===== INPUT RECORDS
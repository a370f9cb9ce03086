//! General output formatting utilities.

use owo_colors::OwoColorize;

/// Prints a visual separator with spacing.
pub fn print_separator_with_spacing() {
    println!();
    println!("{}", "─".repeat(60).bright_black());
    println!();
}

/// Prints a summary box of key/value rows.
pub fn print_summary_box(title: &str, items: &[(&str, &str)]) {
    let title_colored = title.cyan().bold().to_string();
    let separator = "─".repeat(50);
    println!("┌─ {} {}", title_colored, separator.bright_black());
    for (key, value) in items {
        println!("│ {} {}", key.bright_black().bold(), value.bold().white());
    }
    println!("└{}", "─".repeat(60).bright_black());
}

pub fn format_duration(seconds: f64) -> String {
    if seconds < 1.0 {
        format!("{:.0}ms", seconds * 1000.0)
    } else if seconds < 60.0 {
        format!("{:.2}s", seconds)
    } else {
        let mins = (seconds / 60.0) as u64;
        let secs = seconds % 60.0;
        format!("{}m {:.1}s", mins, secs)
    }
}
==========
===== INPUT RECORDS
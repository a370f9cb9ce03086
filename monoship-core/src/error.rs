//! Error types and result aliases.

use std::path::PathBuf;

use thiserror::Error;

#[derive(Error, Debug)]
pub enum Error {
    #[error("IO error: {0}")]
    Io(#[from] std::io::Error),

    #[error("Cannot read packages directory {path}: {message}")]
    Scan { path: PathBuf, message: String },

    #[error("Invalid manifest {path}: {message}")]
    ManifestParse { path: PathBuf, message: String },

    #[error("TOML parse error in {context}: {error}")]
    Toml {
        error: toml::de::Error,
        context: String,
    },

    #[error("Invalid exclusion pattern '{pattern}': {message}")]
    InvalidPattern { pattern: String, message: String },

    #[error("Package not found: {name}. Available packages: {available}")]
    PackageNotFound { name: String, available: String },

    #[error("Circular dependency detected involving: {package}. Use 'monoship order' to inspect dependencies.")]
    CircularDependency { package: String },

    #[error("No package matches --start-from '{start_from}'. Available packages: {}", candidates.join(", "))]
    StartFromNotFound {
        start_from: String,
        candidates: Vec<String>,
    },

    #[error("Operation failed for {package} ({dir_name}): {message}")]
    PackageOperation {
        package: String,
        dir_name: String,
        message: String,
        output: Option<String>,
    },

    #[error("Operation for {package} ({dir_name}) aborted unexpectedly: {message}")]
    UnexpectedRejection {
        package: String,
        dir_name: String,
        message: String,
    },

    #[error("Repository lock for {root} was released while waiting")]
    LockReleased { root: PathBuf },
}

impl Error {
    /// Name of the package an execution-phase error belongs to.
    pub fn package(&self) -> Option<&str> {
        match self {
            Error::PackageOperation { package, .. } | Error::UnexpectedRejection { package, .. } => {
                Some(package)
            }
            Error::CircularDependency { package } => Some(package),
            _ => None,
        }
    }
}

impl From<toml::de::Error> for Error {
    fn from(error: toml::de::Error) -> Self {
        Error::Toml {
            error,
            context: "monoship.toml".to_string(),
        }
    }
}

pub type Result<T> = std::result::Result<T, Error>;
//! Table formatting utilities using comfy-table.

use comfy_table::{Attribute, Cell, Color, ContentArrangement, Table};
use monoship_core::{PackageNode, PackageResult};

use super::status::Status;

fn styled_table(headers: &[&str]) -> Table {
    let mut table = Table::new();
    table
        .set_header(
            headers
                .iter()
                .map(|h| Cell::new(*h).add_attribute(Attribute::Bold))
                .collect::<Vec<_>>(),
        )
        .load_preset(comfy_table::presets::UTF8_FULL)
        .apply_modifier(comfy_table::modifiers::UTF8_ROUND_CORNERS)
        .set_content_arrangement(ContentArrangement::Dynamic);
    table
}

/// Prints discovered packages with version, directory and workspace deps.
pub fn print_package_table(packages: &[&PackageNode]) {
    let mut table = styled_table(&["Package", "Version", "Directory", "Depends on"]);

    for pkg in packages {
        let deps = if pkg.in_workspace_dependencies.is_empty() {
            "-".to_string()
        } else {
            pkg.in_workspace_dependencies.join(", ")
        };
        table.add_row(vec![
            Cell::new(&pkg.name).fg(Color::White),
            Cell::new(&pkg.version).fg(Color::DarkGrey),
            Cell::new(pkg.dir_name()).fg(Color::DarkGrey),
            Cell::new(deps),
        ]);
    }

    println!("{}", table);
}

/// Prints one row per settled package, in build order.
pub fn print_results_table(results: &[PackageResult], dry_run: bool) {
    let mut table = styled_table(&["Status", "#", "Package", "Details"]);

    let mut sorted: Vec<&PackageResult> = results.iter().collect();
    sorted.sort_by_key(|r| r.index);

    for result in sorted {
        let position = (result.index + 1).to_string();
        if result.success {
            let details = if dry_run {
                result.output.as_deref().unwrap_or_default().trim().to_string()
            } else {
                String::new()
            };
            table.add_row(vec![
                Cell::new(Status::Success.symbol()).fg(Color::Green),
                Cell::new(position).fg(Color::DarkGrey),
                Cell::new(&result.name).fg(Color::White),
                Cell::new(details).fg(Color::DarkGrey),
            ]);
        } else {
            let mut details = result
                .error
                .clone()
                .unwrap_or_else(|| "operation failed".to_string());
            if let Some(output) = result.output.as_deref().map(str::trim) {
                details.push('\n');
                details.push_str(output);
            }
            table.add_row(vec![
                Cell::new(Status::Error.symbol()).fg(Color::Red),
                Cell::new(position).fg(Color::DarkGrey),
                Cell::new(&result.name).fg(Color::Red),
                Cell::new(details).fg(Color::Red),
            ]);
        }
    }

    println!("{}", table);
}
==========
Taking the records above as a whole, work out how many of their lines hold the word "symbol". The reply should be that number alone.

2